◆ EXERCISE AIM ◆
Without changing anything, set down every line shown below.

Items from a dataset
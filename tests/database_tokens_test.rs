use pierre_mcp_server::database::Database;
use pierre_mcp_server::models::{DecryptedToken, User, UserTier};
use uuid::Uuid;

#[tokio::test]
async fn test_strava_token_storage() {
    let db = Database::new("sqlite::memory:", vec![0u8; 32])
        .await
        .expect("Failed to create test database");

    // Create a test user
    let user = User {
        id: Uuid::new_v4(),
        email: format!("strava_{}@example.com", Uuid::new_v4()),
        display_name: None,
        password_hash: "hashed".into(),
        tier: UserTier::Starter,
        strava_token: None,
        fitbit_token: None,
        is_active: true,
        created_at: chrono::Utc::now(),
        last_active: chrono::Utc::now(),
    };

    db.create_user(&user).await.expect("Failed to create user");

    // Create test token with timestamp precision truncated to seconds
    let expires_at = chrono::Utc::now() + chrono::Duration::seconds(3600);
    let expires_at_truncated =
        chrono::DateTime::from_timestamp(expires_at.timestamp(), 0).expect("Valid timestamp");
    let token = DecryptedToken {
        access_token: "test_access_token".into(),
        refresh_token: "test_refresh_token".into(),
        expires_at: expires_at_truncated,
        scope: "read,activity:read_all".into(),
    };

    // Store token
    db.update_strava_token(user.id, &token)
        .await
        .expect("Failed to update Strava token");

    // Retrieve token
    let retrieved = db
        .get_strava_token(user.id)
        .await
        .expect("Failed to get Strava token")
        .expect("Token not found");

    assert_eq!(retrieved.access_token, token.access_token);
    assert_eq!(retrieved.refresh_token, token.refresh_token);
    assert_eq!(retrieved.expires_at, token.expires_at);
    assert_eq!(retrieved.scope, token.scope);

    // Clear token
    db.clear_strava_token(user.id)
        .await
        .expect("Failed to clear Strava token");

    // Verify cleared
    let cleared = db
        .get_strava_token(user.id)
        .await
        .expect("Failed to get Strava token");
    assert!(cleared.is_none());
}

#[tokio::test]
async fn test_fitbit_token_storage() {
    let db = Database::new("sqlite::memory:", vec![0u8; 32])
        .await
        .expect("Failed to create test database");

    // Create a test user
    let user_id = Uuid::new_v4();
    let user = User {
        id: user_id,
        email: format!("fitbit_{user_id}@example.com"),
        display_name: None,
        password_hash: "hashed".into(),
        tier: UserTier::Professional,
        strava_token: None,
        fitbit_token: None,
        is_active: true,
        created_at: chrono::Utc::now(),
        last_active: chrono::Utc::now(),
    };

    db.create_user(&user).await.expect("Failed to create user");

    // Create test token with timestamp precision truncated to seconds
    let expires_at = chrono::Utc::now() + chrono::Duration::seconds(7200);
    let expires_at_truncated =
        chrono::DateTime::from_timestamp(expires_at.timestamp(), 0).expect("Valid timestamp");
    let token = DecryptedToken {
        access_token: "fitbit_access_token".into(),
        refresh_token: "fitbit_refresh_token".into(),
        expires_at: expires_at_truncated,
        scope: "activity heartrate location".into(),
    };

    // Store token
    db.update_fitbit_token(user.id, &token)
        .await
        .expect("Failed to update Fitbit token");

    // Retrieve token
    let retrieved = db
        .get_fitbit_token(user.id)
        .await
        .expect("Failed to get Fitbit token")
        .expect("Token not found");

    assert_eq!(retrieved.access_token, token.access_token);
    assert_eq!(retrieved.refresh_token, token.refresh_token);
    assert_eq!(retrieved.expires_at, token.expires_at);
    assert_eq!(retrieved.scope, token.scope);
}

◆ ANSWER ◆
filename tests/database_tokens_test.rs
use pierre_mcp_server::database::Database;
use pierre_mcp_server::models::{DecryptedToken, User, UserTier};
use uuid::Uuid;

#[tokio::test]
async fn test_strava_token_storage() {
    let db = Database::new("sqlite::memory:", vec![0u8; 32])
        .await
        .expect("Failed to create test database");

    // Create a test user
    let user = User {
        id: Uuid::new_v4(),
        email: format!("strava_{}@example.com", Uuid::new_v4()),
        display_name: None,
        password_hash: "hashed".into(),
        tier: UserTier::Starter,
        strava_token: None,
        fitbit_token: None,
        is_active: true,
        created_at: chrono::Utc::now(),
        last_active: chrono::Utc::now(),
    };

    db.create_user(&user).await.expect("Failed to create user");

    // Create test token with timestamp precision truncated to seconds
    let expires_at = chrono::Utc::now() + chrono::Duration::seconds(3600);
    let expires_at_truncated =
        chrono::DateTime::from_timestamp(expires_at.timestamp(), 0).expect("Valid timestamp");
    let token = DecryptedToken {
        access_token: "test_access_token".into(),
        refresh_token: "test_refresh_token".into(),
        expires_at: expires_at_truncated,
        scope: "read,activity:read_all".into(),
    };

    // Store token
    db.update_strava_token(user.id, &token)
        .await
        .expect("Failed to update Strava token");

    // Retrieve token
    let retrieved = db
        .get_strava_token(user.id)
        .await
        .expect("Failed to get Strava token")
        .expect("Token not found");

    assert_eq!(retrieved.access_token, token.access_token);
    assert_eq!(retrieved.refresh_token, token.refresh_token);
    assert_eq!(retrieved.expires_at, token.expires_at);
    assert_eq!(retrieved.scope, token.scope);

    // Clear token
    db.clear_strava_token(user.id)
        .await
        .expect("Failed to clear Strava token");

    // Verify cleared
    let cleared = db
        .get_strava_token(user.id)
        .await
        .expect("Failed to get Strava token");
    assert!(cleared.is_none());
}

#[tokio::test]
async fn test_fitbit_token_storage() {
    let db = Database::new("sqlite::memory:", vec![0u8; 32])
        .await
        .expect("Failed to create test database");

    // Create a test user
    let user_id = Uuid::new_v4();
    let user = User {
        id: user_id,
        email: format!("fitbit_{user_id}@example.com"),
        display_name: None,
        password_hash: "hashed".into(),
        tier: UserTier::Professional,
        strava_token: None,
        fitbit_token: None,
        is_active: true,
        created_at: chrono::Utc::now(),
        last_active: chrono::Utc::now(),
    };

    db.create_user(&user).await.expect("Failed to create user");

    // Create test token with timestamp precision truncated to seconds
    let expires_at = chrono::Utc::now() + chrono::Duration::seconds(7200);
    let expires_at_truncated =
        chrono::DateTime::from_timestamp(expires_at.timestamp(), 0).expect("Valid timestamp");
    let token = DecryptedToken {
        access_token: "fitbit_access_token".into(),
        refresh_token: "fitbit_refresh_token".into(),
        expires_at: expires_at_truncated,
        scope: "activity heartrate location".into(),
    };

    // Store token
    db.update_fitbit_token(user.id, &token)
        .await
        .expect("Failed to update Fitbit token");

    // Retrieve token
    let retrieved = db
        .get_fitbit_token(user.id)
        .await
        .expect("Failed to get Fitbit token")
        .expect("Token not found");

    assert_eq!(retrieved.access_token, token.access_token);
    assert_eq!(retrieved.refresh_token, token.refresh_token);
    assert_eq!(retrieved.expires_at, token.expires_at);
    assert_eq!(retrieved.scope, token.scope);
}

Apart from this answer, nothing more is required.